Rançongiciels, attaques sur les infrastructures, menaces étatiques : l’évaluation nationale des cybermenaces 2023-2024 du gouvernement fédéral confirme que la situation demeure préoccupante, et qu'elle est en constante évolution.
Dans ce contexte, le principal défi est clair : recruter et former du personnel qualifié capable de suivre le rythme.
Les besoins varient selon les secteurs : protection des réseaux, programmation sécurisée, intégrité des données... Tous exigent des compétences pointues et à jour.
Pour répondre à cette demande, l’ÉTS développe des programmes spécialisés, notamment aux cycles supérieurs, ainsi que des parcours en cybersécurité conçus en collaboration avec l’industrie.
L’établissement s’appuie notamment sur une équipe multidisciplinaire regroupée au sein de son laboratoire de cybersécurité (LCSec) et sur des partenariats avec des organisations comme Mitacs, Alliance et Prompt.

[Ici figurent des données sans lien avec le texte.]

//! Constant-pool scanner for `.class` files.
//!
//! Only the entries needed to name classes are materialized: `Utf8` strings
//! and `Class` references. Every other tag is skipped by its width. The pool
//! is 1-indexed and `Long`/`Double` entries occupy two slots, so indices
//! recorded here line up with the ones the rest of the class file uses.
//!
//! ```rust,ignore
//! use jvmti_classbytes::classfile::{resolve_qualified_name, enumerate_class_references};
//!
//! let name = resolve_qualified_name(&bytes)?;          // "com.example.Foo"
//! for referenced in enumerate_class_references(&bytes) {
//!     println!("{}", referenced?);
//! }
//! ```

use std::iter::FusedIterator;

use crate::error::{Error, Result};
use crate::names::ClassNameForm;

pub const MAGIC: u32 = 0xCAFEBABE;

mod tag {
    pub const UTF8: u8 = 1;
    pub const INTEGER: u8 = 3;
    pub const FLOAT: u8 = 4;
    pub const LONG: u8 = 5;
    pub const DOUBLE: u8 = 6;
    pub const CLASS: u8 = 7;
    pub const STRING: u8 = 8;
    pub const FIELDREF: u8 = 9;
    pub const METHODREF: u8 = 10;
    pub const INTERFACE_METHODREF: u8 = 11;
    pub const NAME_AND_TYPE: u8 = 12;
    pub const METHOD_HANDLE: u8 = 15;
    pub const METHOD_TYPE: u8 = 16;
    pub const DYNAMIC: u8 = 17;
    pub const INVOKE_DYNAMIC: u8 = 18;
    pub const MODULE: u8 = 19;
    pub const PACKAGE: u8 = 20;
}

#[derive(Debug, Clone, PartialEq, Eq)]
enum Slot {
    Unused,
    Utf8(String),
    Class { name_index: u16 },
    Skipped,
}

/// The name-relevant part of a class file's constant pool.
#[derive(Debug, Clone)]
pub struct ConstantPool {
    slots: Vec<Slot>,
    // Byte offset of each entry's tag, for diagnostics.
    offsets: Vec<usize>,
}

impl ConstantPool {
    /// Reads the pool from a complete class file.
    pub fn parse(bytes: &[u8]) -> Result<Self> {
        let mut r = Reader::new(bytes);
        read_header(&mut r)?;
        parse_constant_pool(&mut r)
    }

    /// Number of slots including the unused slot 0 (the class file's `constant_pool_count`).
    pub fn count(&self) -> usize {
        self.slots.len()
    }

    /// The string stored at `index`, if that slot is a `Utf8` entry.
    pub fn utf8(&self, index: u16) -> Option<&str> {
        match self.slots.get(index as usize) {
            Some(Slot::Utf8(s)) => Some(s),
            _ => None,
        }
    }

    /// Follows a `Class` entry to the internal name it points at.
    pub fn class_name(&self, index: u16) -> Result<&str> {
        let name_index = match self.slots.get(index as usize) {
            Some(Slot::Class { name_index }) => *name_index,
            _ => {
                return Err(Error::malformed(
                    self.offset_of(index),
                    format!("constant pool #{index} is not a Class entry"),
                ))
            }
        };
        self.utf8(name_index).ok_or_else(|| {
            Error::malformed(
                self.offset_of(index),
                format!("Class entry #{index} points at #{name_index}, which is not a Utf8 entry"),
            )
        })
    }

    /// Indices of every `Class` entry, in pool order.
    pub fn class_indices(&self) -> impl Iterator<Item = u16> + '_ {
        self.slots.iter().enumerate().filter_map(|(i, slot)| match slot {
            Slot::Class { .. } => Some(i as u16),
            _ => None,
        })
    }

    fn offset_of(&self, index: u16) -> usize {
        self.offsets
            .get(index as usize)
            .copied()
            .or_else(|| self.offsets.last().copied())
            .unwrap_or(0)
    }
}

struct Reader<'a> {
    data: &'a [u8],
    pos: usize,
}

impl<'a> Reader<'a> {
    fn new(data: &'a [u8]) -> Self {
        Self { data, pos: 0 }
    }

    fn remaining(&self) -> usize {
        self.data.len().saturating_sub(self.pos)
    }

    fn eof(&self, wanted: usize) -> Error {
        Error::malformed(
            self.pos,
            format!("unexpected end of class data (needed {wanted} bytes, {} left)", self.remaining()),
        )
    }

    fn read_u1(&mut self) -> Result<u8> {
        if self.remaining() < 1 {
            return Err(self.eof(1));
        }
        let v = self.data[self.pos];
        self.pos += 1;
        Ok(v)
    }

    fn read_u2(&mut self) -> Result<u16> {
        let b = self.read_bytes(2)?;
        Ok(u16::from_be_bytes([b[0], b[1]]))
    }

    fn read_u4(&mut self) -> Result<u32> {
        let b = self.read_bytes(4)?;
        Ok(u32::from_be_bytes([b[0], b[1], b[2], b[3]]))
    }

    fn read_bytes(&mut self, len: usize) -> Result<&'a [u8]> {
        if self.remaining() < len {
            return Err(self.eof(len));
        }
        let slice = &self.data[self.pos..self.pos + len];
        self.pos += len;
        Ok(slice)
    }

    fn skip(&mut self, len: usize) -> Result<()> {
        self.read_bytes(len).map(|_| ())
    }
}

fn read_header(r: &mut Reader) -> Result<()> {
    let magic = r.read_u4()?;
    if magic != MAGIC {
        return Err(Error::malformed(0, format!("invalid magic {magic:#010x}")));
    }
    // minor_version, major_version
    r.skip(4)
}

fn parse_constant_pool(r: &mut Reader) -> Result<ConstantPool> {
    let count = r.read_u2()? as usize;
    let mut slots = Vec::with_capacity(count.max(1));
    let mut offsets = Vec::with_capacity(count.max(1));
    slots.push(Slot::Unused); // index 0 is unused
    offsets.push(r.pos);

    let mut i = 1;
    while i < count {
        let at = r.pos;
        let t = r.read_u1()?;
        let slot = match t {
            tag::UTF8 => {
                let len = r.read_u2()? as usize;
                let data_at = r.pos;
                let raw = r.read_bytes(len)?;
                let s = cesu8::from_java_cesu8(raw)
                    .map_err(|_| Error::malformed(data_at, "invalid modified UTF-8 in Utf8 entry"))?;
                Slot::Utf8(s.into_owned())
            }
            tag::CLASS => Slot::Class { name_index: r.read_u2()? },
            tag::INTEGER
            | tag::FLOAT
            | tag::FIELDREF
            | tag::METHODREF
            | tag::INTERFACE_METHODREF
            | tag::NAME_AND_TYPE
            | tag::DYNAMIC
            | tag::INVOKE_DYNAMIC => {
                r.skip(4)?;
                Slot::Skipped
            }
            tag::LONG | tag::DOUBLE => {
                r.skip(8)?;
                slots.push(Slot::Skipped);
                offsets.push(at);
                slots.push(Slot::Unused);
                offsets.push(at);
                i += 2;
                continue;
            }
            tag::STRING | tag::METHOD_TYPE | tag::MODULE | tag::PACKAGE => {
                r.skip(2)?;
                Slot::Skipped
            }
            tag::METHOD_HANDLE => {
                r.skip(3)?;
                Slot::Skipped
            }
            other => {
                return Err(Error::malformed(
                    at,
                    format!("unknown constant pool tag {other} at entry #{i}"),
                ))
            }
        };
        slots.push(slot);
        offsets.push(at);
        i += 1;
    }

    Ok(ConstantPool { slots, offsets })
}

/// Reads the class's own name (`this_class`) in source form: `com.example.Foo`.
pub fn resolve_qualified_name(bytes: &[u8]) -> Result<String> {
    resolve_name(bytes, ClassNameForm::Qualified)
}

/// Reads the class's own name in the requested form.
pub fn resolve_name(bytes: &[u8], form: ClassNameForm) -> Result<String> {
    let mut r = Reader::new(bytes);
    read_header(&mut r)?;
    let pool = parse_constant_pool(&mut r)?;
    // access_flags
    r.skip(2)?;
    let at = r.pos;
    let this_class = r.read_u2()?;
    let internal = pool.class_name(this_class).map_err(|e| match e {
        Error::MalformedClassData { reason, .. } => Error::malformed(at, format!("this_class: {reason}")),
        other => other,
    })?;
    Ok(form.render(internal))
}

/// Every class the constant pool references, in source form.
///
/// The sequence is lazy: nothing is parsed until the first `next()`. It is
/// also single-pass; call this again to enumerate a second time. A malformed
/// buffer yields one `Err` and then ends.
pub fn enumerate_class_references(bytes: &[u8]) -> ClassReferences<'_> {
    enumerate_class_references_as(bytes, ClassNameForm::Qualified)
}

/// Like [`enumerate_class_references`] with a chosen name form.
pub fn enumerate_class_references_as(bytes: &[u8], form: ClassNameForm) -> ClassReferences<'_> {
    ClassReferences {
        form,
        state: State::Pending(bytes),
    }
}

/// Iterator returned by [`enumerate_class_references`].
pub struct ClassReferences<'a> {
    form: ClassNameForm,
    state: State<'a>,
}

enum State<'a> {
    Pending(&'a [u8]),
    Scanning { pool: ConstantPool, next: usize },
    Done,
}

impl<'a> Iterator for ClassReferences<'a> {
    type Item = Result<String>;

    fn next(&mut self) -> Option<Self::Item> {
        if let State::Pending(bytes) = self.state {
            match ConstantPool::parse(bytes) {
                Ok(pool) => self.state = State::Scanning { pool, next: 1 },
                Err(e) => {
                    self.state = State::Done;
                    return Some(Err(e));
                }
            }
        }

        let State::Scanning { pool, next } = &mut self.state else {
            return None;
        };
        while *next < pool.count() {
            let index = *next as u16;
            *next += 1;
            if !matches!(pool.slots[index as usize], Slot::Class { .. }) {
                continue;
            }
            let resolved = pool.class_name(index).map(|internal| self.form.render(internal));
            if resolved.is_err() {
                self.state = State::Done;
            }
            return Some(resolved);
        }
        self.state = State::Done;
        None
    }
}

impl FusedIterator for ClassReferences<'_> {}

#[cfg(test)]
mod tests {
    use super::*;

    #[test]
    fn truncated_header_reports_offset() {
        let err = resolve_qualified_name(&[0xCA, 0xFE, 0xBA, 0xBE, 0, 0]).unwrap_err();
        match err {
            Error::MalformedClassData { offset, .. } => assert_eq!(offset, 4),
            other => panic!("unexpected error: {other}"),
        }
    }

    #[test]
    fn bad_magic_is_malformed() {
        let err = resolve_qualified_name(&[0xDE, 0xAD, 0xBE, 0xEF, 0, 0, 0, 52, 0, 1]).unwrap_err();
        assert!(matches!(err, Error::MalformedClassData { offset: 0, .. }));
    }
}
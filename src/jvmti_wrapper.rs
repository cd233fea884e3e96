use std::ffi::{CStr, CString};
use std::os::raw::c_char;
use std::ptr;

use crate::jni_wrapper::JavaVm;
use crate::sys::jni;
use crate::sys::jvmti;

// Looks a function up in the JVMTI table. A null slot is reported as
// NOT_AVAILABLE instead of panicking.
macro_rules! jvmti_fn {
    ($env:expr, $name:ident) => {
        (*(*$env).functions).$name.ok_or(jvmti::jvmtiError::NOT_AVAILABLE)?
    };
}

fn check(err: jvmti::jvmtiError) -> Result<(), jvmti::jvmtiError> {
    if err == jvmti::jvmtiError::NONE { Ok(()) } else { Err(err) }
}

/// A safe wrapper around the raw JVMTI environment pointer.
///
/// JVMTI environments, unlike JNI ones, may be used from any thread.
#[derive(Debug, Clone, Copy)]
pub struct Jvmti {
    env: *mut jvmti::jvmtiEnv,
}

// SAFETY: JVMTI functions are callable from any live thread.
unsafe impl Send for Jvmti {}
unsafe impl Sync for Jvmti {}

impl Jvmti {
    /// Obtains a fresh JVMTI environment from the VM.
    pub fn new(vm: JavaVm) -> Result<Self, jni::jint> {
        let mut env_ptr: *mut std::ffi::c_void = ptr::null_mut();
        unsafe {
            let raw = vm.raw();
            let get_env_fn = (**raw).GetEnv;
            let mut res = get_env_fn(raw, &mut env_ptr, jvmti::JVMTI_VERSION_1_2);
            if res == jni::JNI_EVERSION {
                res = get_env_fn(raw, &mut env_ptr, jvmti::JVMTI_VERSION_1_0);
            }
            if res != jni::JNI_OK {
                return Err(res);
            }
        }
        Ok(Jvmti {
            env: env_ptr as *mut jvmti::jvmtiEnv,
        })
    }

    /// # Safety
    /// The caller must ensure the pointer is valid for the duration of use.
    pub unsafe fn from_raw(env: *mut jvmti::jvmtiEnv) -> Self {
        Jvmti { env }
    }

    pub fn raw(&self) -> *mut jvmti::jvmtiEnv {
        self.env
    }

    // =========================================================================
    // Capabilities
    // =========================================================================

    pub fn get_capabilities(&self) -> Result<jvmti::jvmtiCapabilities, jvmti::jvmtiError> {
        let mut caps = jvmti::jvmtiCapabilities::default();
        unsafe {
            let f = jvmti_fn!(self.env, GetCapabilities);
            check(f(self.env, &mut caps))?;
        }
        Ok(caps)
    }

    pub fn get_potential_capabilities(&self) -> Result<jvmti::jvmtiCapabilities, jvmti::jvmtiError> {
        let mut caps = jvmti::jvmtiCapabilities::default();
        unsafe {
            let f = jvmti_fn!(self.env, GetPotentialCapabilities);
            check(f(self.env, &mut caps))?;
        }
        Ok(caps)
    }

    pub fn add_capabilities(&self, caps: &jvmti::jvmtiCapabilities) -> Result<(), jvmti::jvmtiError> {
        unsafe {
            let f = jvmti_fn!(self.env, AddCapabilities);
            check(f(self.env, caps))
        }
    }

    // =========================================================================
    // Events
    // =========================================================================

    pub fn set_event_callbacks(&self, callbacks: jvmti::jvmtiEventCallbacks) -> Result<(), jvmti::jvmtiError> {
        unsafe {
            let f = jvmti_fn!(self.env, SetEventCallbacks);
            let size = std::mem::size_of::<jvmti::jvmtiEventCallbacks>() as jni::jint;
            check(f(self.env, &callbacks, size))
        }
    }

    /// Enables or disables `event_type` for all threads.
    pub fn set_event_notification_mode(&self, enable: bool, event_type: u32) -> Result<(), jvmti::jvmtiError> {
        let mode = if enable { jvmti::JVMTI_ENABLE } else { jvmti::JVMTI_DISABLE };
        unsafe {
            let f = jvmti_fn!(self.env, SetEventNotificationMode);
            check(f(self.env, mode, event_type, ptr::null_mut()))
        }
    }

    // =========================================================================
    // Memory
    // =========================================================================

    /// Memory owned by the VM; hand it back with [`Jvmti::deallocate`] or
    /// give it to the VM (e.g. as `new_class_data`).
    pub fn allocate(&self, size: jni::jlong) -> Result<*mut u8, jvmti::jvmtiError> {
        let mut mem_ptr: *mut u8 = ptr::null_mut();
        unsafe {
            let f = jvmti_fn!(self.env, Allocate);
            check(f(self.env, size, &mut mem_ptr))?;
        }
        Ok(mem_ptr)
    }

    pub fn deallocate(&self, mem: *mut u8) -> Result<(), jvmti::jvmtiError> {
        if mem.is_null() {
            return Ok(());
        }
        unsafe {
            let f = jvmti_fn!(self.env, Deallocate);
            check(f(self.env, mem))
        }
    }

    /// Copies a VM-allocated C string and frees it.
    unsafe fn take_string(&self, p: *mut c_char) -> Result<String, jvmti::jvmtiError> {
        let bytes = CStr::from_ptr(p).to_bytes();
        let value = cesu8::from_java_cesu8(bytes)
            .map(|s| s.into_owned())
            .unwrap_or_else(|_| String::from_utf8_lossy(bytes).into_owned());
        self.deallocate(p as *mut u8)?;
        Ok(value)
    }

    // =========================================================================
    // Classes
    // =========================================================================

    /// Local references to every loaded class.
    pub fn get_loaded_classes(&self) -> Result<Vec<jni::jclass>, jvmti::jvmtiError> {
        let mut class_count: jni::jint = 0;
        let mut classes_ptr: *mut jni::jclass = ptr::null_mut();
        unsafe {
            let f = jvmti_fn!(self.env, GetLoadedClasses);
            check(f(self.env, &mut class_count, &mut classes_ptr))?;
            let classes = std::slice::from_raw_parts(classes_ptr, class_count as usize).to_vec();
            self.deallocate(classes_ptr as *mut u8)?;
            Ok(classes)
        }
    }

    pub fn is_modifiable_class(&self, klass: jni::jclass) -> Result<bool, jvmti::jvmtiError> {
        let mut res: jni::jboolean = 0;
        unsafe {
            let f = jvmti_fn!(self.env, IsModifiableClass);
            check(f(self.env, klass, &mut res))?;
        }
        Ok(res != 0)
    }

    pub fn retransform_classes(&self, classes: &[jni::jclass]) -> Result<(), jvmti::jvmtiError> {
        unsafe {
            let f = jvmti_fn!(self.env, RetransformClasses);
            check(f(self.env, classes.len() as jni::jint, classes.as_ptr()))
        }
    }

    pub fn redefine_classes(&self, definitions: &[jvmti::jvmtiClassDefinition]) -> Result<(), jvmti::jvmtiError> {
        unsafe {
            let f = jvmti_fn!(self.env, RedefineClasses);
            check(f(self.env, definitions.len() as jni::jint, definitions.as_ptr()))
        }
    }

    // =========================================================================
    // System properties
    // =========================================================================

    /// `Ok(None)` when the property is not set.
    pub fn get_system_property(&self, property: &str) -> Result<Option<String>, jvmti::jvmtiError> {
        let c_property = CString::new(property).map_err(|_| jvmti::jvmtiError::NULL_POINTER)?;
        let mut value_ptr: *mut c_char = ptr::null_mut();
        unsafe {
            let f = jvmti_fn!(self.env, GetSystemProperty);
            match f(self.env, c_property.as_ptr(), &mut value_ptr) {
                jvmti::jvmtiError::NONE => {}
                jvmti::jvmtiError::NOT_AVAILABLE => return Ok(None),
                err => return Err(err),
            }
            if value_ptr.is_null() {
                return Ok(None);
            }
            self.take_string(value_ptr).map(Some)
        }
    }

    pub fn dispose_environment(&self) -> Result<(), jvmti::jvmtiError> {
        unsafe {
            let f = jvmti_fn!(self.env, DisposeEnvironment);
            check(f(self.env))
        }
    }
}
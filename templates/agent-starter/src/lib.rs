//! Native agent exposing `com.example.agent.ClassBytes.dump(Class, String)`.
//!
//! ```bash
//! JVMTI_CLASSBYTES_LOG=debug java -agentpath:./libclassbytes_agent.so=probe.max=50 MyApp
//! ```

use std::sync::{Arc, OnceLock};

use jvmti_classbytes::bootstrap::handed_off;
use jvmti_classbytes::prelude::*;
use jvmti_classbytes::runtime::JniRuntime;
use jvmti_classbytes::Error;
use tracing_subscriber::EnvFilter;

static OPTIONS: OnceLock<Arc<Options>> = OnceLock::new();
static COLLECTORS: OnceLock<(Arc<JniRuntime>, CollectorChain)> = OnceLock::new();

#[derive(Default)]
struct ClassBytesAgent;

impl Agent for ClassBytesAgent {
    fn on_load(&self, _vm: *mut jni::JavaVM, options: &str) -> jni::jint {
        let filter = EnvFilter::try_from_env("JVMTI_CLASSBYTES_LOG").unwrap_or_else(|_| EnvFilter::new("info"));
        let _ = tracing_subscriber::fmt()
            .with_env_filter(filter)
            .with_writer(std::io::stderr)
            .try_init();

        let parsed = Options::parse(options).and_then(|mut o| o.apply_env().map(|()| o));
        match parsed {
            Ok(parsed) => {
                let _ = OPTIONS.set(Arc::new(parsed));
                jni::JNI_OK
            }
            Err(e) => {
                tracing::error!(error = %e, "invalid agent options");
                jni::JNI_ERR
            }
        }
    }
}

export_agent!(ClassBytesAgent);

fn collectors() -> jvmti_classbytes::Result<&'static (Arc<JniRuntime>, CollectorChain)> {
    if let Some(collectors) = COLLECTORS.get() {
        return Ok(collectors);
    }
    let options = OPTIONS.get().cloned().unwrap_or_default();
    let vm = handed_off().ok_or_else(|| Error::Jni("agent was not loaded through Agent_OnLoad".into()))?;
    let ctx = in_process_context(options)?;
    Ok(COLLECTORS.get_or_init(|| (JniRuntime::new(vm), CollectorChain::standard(&ctx))))
}

#[no_mangle]
pub unsafe extern "system" fn Java_com_example_agent_ClassBytes_dump(
    env: *mut jni::JNIEnv,
    _cls: jni::jclass,
    target: jni::jclass,
    path: jni::jstring,
) -> jni::jboolean {
    let env = JniEnv::from_raw(env);
    let Some(path) = env.get_string_utf(path) else {
        return jni::JNI_FALSE;
    };
    let bytes = collectors().and_then(|(runtime, chain)| {
        let class = runtime.class_from_local(&env, target)?;
        chain.get_bytes(Some(&class))
    });
    match bytes {
        Ok(Some(bytes)) => match bytes.write_to(&path) {
            Ok(()) => jni::JNI_TRUE,
            Err(e) => {
                tracing::warn!(path = %path, error = %e, "cannot write class bytes");
                jni::JNI_FALSE
            }
        },
        Ok(None) => jni::JNI_FALSE,
        Err(e) => {
            tracing::warn!(error = %e, "class byte collection failed");
            jni::JNI_FALSE
        }
    }
}
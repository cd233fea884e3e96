use std::collections::HashMap;
use std::sync::{Arc, Once};

use parking_lot::Mutex;

use crate::class::{ClassBytes, ClassRef};
use crate::collector::{ByteCollector, CollectorContext};
use crate::config::CollectorOptions;
use crate::error::Result;
use crate::instrument::gateway::{AgentHandle, InstrumentationGateway};
use crate::instrument::{
    CapturedByteCache, CapturingTransformer, ClassFileTransformer, Instrumentation, InstrumentationSource,
};

/// Gets the bytes the JVM currently holds for a class by retransforming it
/// with a capturing transformer installed.
///
/// This is the only collector that sees classes defined at runtime without
/// a backing resource. It is also the most expensive, hence the last in
/// line by default.
pub struct InstrumentationCollector {
    settings: CollectorOptions,
    handle: &'static AgentHandle,
    source: Arc<dyn InstrumentationSource>,
    gateway: Mutex<Option<Arc<InstrumentationGateway>>>,
    cache: Arc<CapturedByteCache>,
    capture_installed: Once,
    // Keyed by name alone: captured bytes are too. An entry lives only
    // while some thread holds or waits for it.
    class_locks: Mutex<HashMap<String, Arc<Mutex<()>>>>,
}

impl InstrumentationCollector {
    pub fn new(ctx: &CollectorContext) -> Self {
        Self {
            settings: ctx.options.instrumentation,
            handle: ctx.handle,
            source: ctx.instrumentation.clone(),
            gateway: Mutex::new(None),
            cache: Arc::new(CapturedByteCache::new()),
            capture_installed: Once::new(),
            class_locks: Mutex::new(HashMap::new()),
        }
    }

    fn gateway(&self) -> Result<Arc<InstrumentationGateway>> {
        let mut slot = self.gateway.lock();
        if let Some(gateway) = slot.as_ref() {
            return Ok(gateway.clone());
        }
        let gateway = self.handle.gateway(&*self.source)?;
        *slot = Some(gateway.clone());
        Ok(gateway)
    }

    /// Captured bytes not yet handed out.
    pub fn pending_captures(&self) -> usize {
        self.cache.len()
    }

    fn class_lock(&self, name: &str) -> Arc<Mutex<()>> {
        self.class_locks
            .lock()
            .entry(name.to_string())
            .or_insert_with(|| Arc::new(Mutex::new(())))
            .clone()
    }

    fn release_class_lock(&self, name: &str, lock: Arc<Mutex<()>>) {
        let mut locks = self.class_locks.lock();
        // Ours and the table's: nobody else is waiting.
        if Arc::strong_count(&lock) == 2 {
            locks.remove(name);
        }
    }

    fn capture(&self, gateway: &InstrumentationGateway, class: &ClassRef) -> Result<Option<ClassBytes>> {
        self.ensure_capture(gateway);

        if !gateway.is_retransform_classes_supported() {
            tracing::warn!(class = %class, "retransformation not supported by this JVM");
            return Ok(None);
        }
        if !gateway.is_modifiable_class(class)? {
            tracing::warn!(class = %class, "class is not modifiable");
            return Ok(None);
        }

        gateway.retransform_classes(std::slice::from_ref(class))?;

        match self.cache.take(class.name()) {
            Some(bytes) => Ok(Some(bytes.into())),
            None => {
                tracing::warn!(class = %class, "retransformation did not deliver class bytes");
                Ok(None)
            }
        }
    }

    fn ensure_capture(&self, gateway: &InstrumentationGateway) {
        self.capture_installed.call_once(|| {
            let transformer: Arc<dyn ClassFileTransformer> =
                Arc::new(CapturingTransformer::new(self.cache.clone()));
            gateway.add_transformer(transformer, true);
        });
    }
}

impl ByteCollector for InstrumentationCollector {
    fn name(&self) -> &'static str {
        "instrumentation"
    }

    fn priority(&self) -> i32 {
        self.settings.priority
    }

    fn is_enabled(&self) -> bool {
        self.settings.enabled
    }

    fn try_get_bytes(&self, class: &ClassRef) -> Result<Option<ClassBytes>> {
        // Bootstrap failures go up as they are; the chain decides whether
        // other collectors can make up for them.
        let gateway = self.gateway()?;

        let lock = self.class_lock(class.name());
        let result = {
            let _guard = lock.lock();
            self.capture(&gateway, class)
        };
        self.release_class_lock(class.name(), lock);
        result
    }
}
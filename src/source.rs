//! Turning a class into text through an external decompiler.

use std::sync::Arc;

use crate::class::{ClassBytes, ClassRef};
use crate::collector::CollectorChain;
use crate::discovery::InnerClassDiscovery;
use crate::error::Result;

/// Renders class files as source-like text.
pub trait Decompiler: Send + Sync {
    /// `inner` pairs each nested class's internal name with its bytes.
    fn decompile(&self, class: &ClassBytes, inner: &[(String, ClassBytes)]) -> Result<String>;
}

pub struct ClassSourceParser {
    chain: Arc<CollectorChain>,
    discovery: InnerClassDiscovery,
    decompiler: Arc<dyn Decompiler>,
}

impl ClassSourceParser {
    pub fn new(chain: Arc<CollectorChain>, discovery: InnerClassDiscovery, decompiler: Arc<dyn Decompiler>) -> Self {
        Self {
            chain,
            discovery,
            decompiler,
        }
    }

    /// Decompiled text of `class`, or `None` when its bytes cannot be found.
    ///
    /// Nested classes whose bytes are missing are left out.
    pub fn parse(&self, class: &ClassRef) -> Result<Option<String>> {
        let Some(bytes) = self.chain.get_bytes(Some(class))? else {
            return Ok(None);
        };

        let mut inner = Vec::new();
        for nested in self.discovery.find_nested_classes(Some(class))? {
            match self.chain.get_bytes(Some(&nested))? {
                Some(nested_bytes) => inner.push((nested.internal_name(), nested_bytes)),
                None => tracing::debug!(class = %nested, "nested class has no bytes"),
            }
        }
        inner.sort_by(|a, b| a.0.cmp(&b.0));

        self.decompiler.decompile(&bytes, &inner).map(Some)
    }
}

Malgré ces efforts, la pénurie persiste. Selon une étude de Fortinet, 68 % des organisations estiment que le manque de compétences en cybersécurité accroît leurs risques, et plus de la moitié peinent à recruter.
Dans un environnement où les menaces évoluent sans cesse, la formation continue devient essentielle.
« Il faut faire de la sécurité une priorité et se conformer aux normes les plus récentes », conclut le professeur Talhi.
L'article initial est paru en anglais dans le Globe and Mail (mai 2023).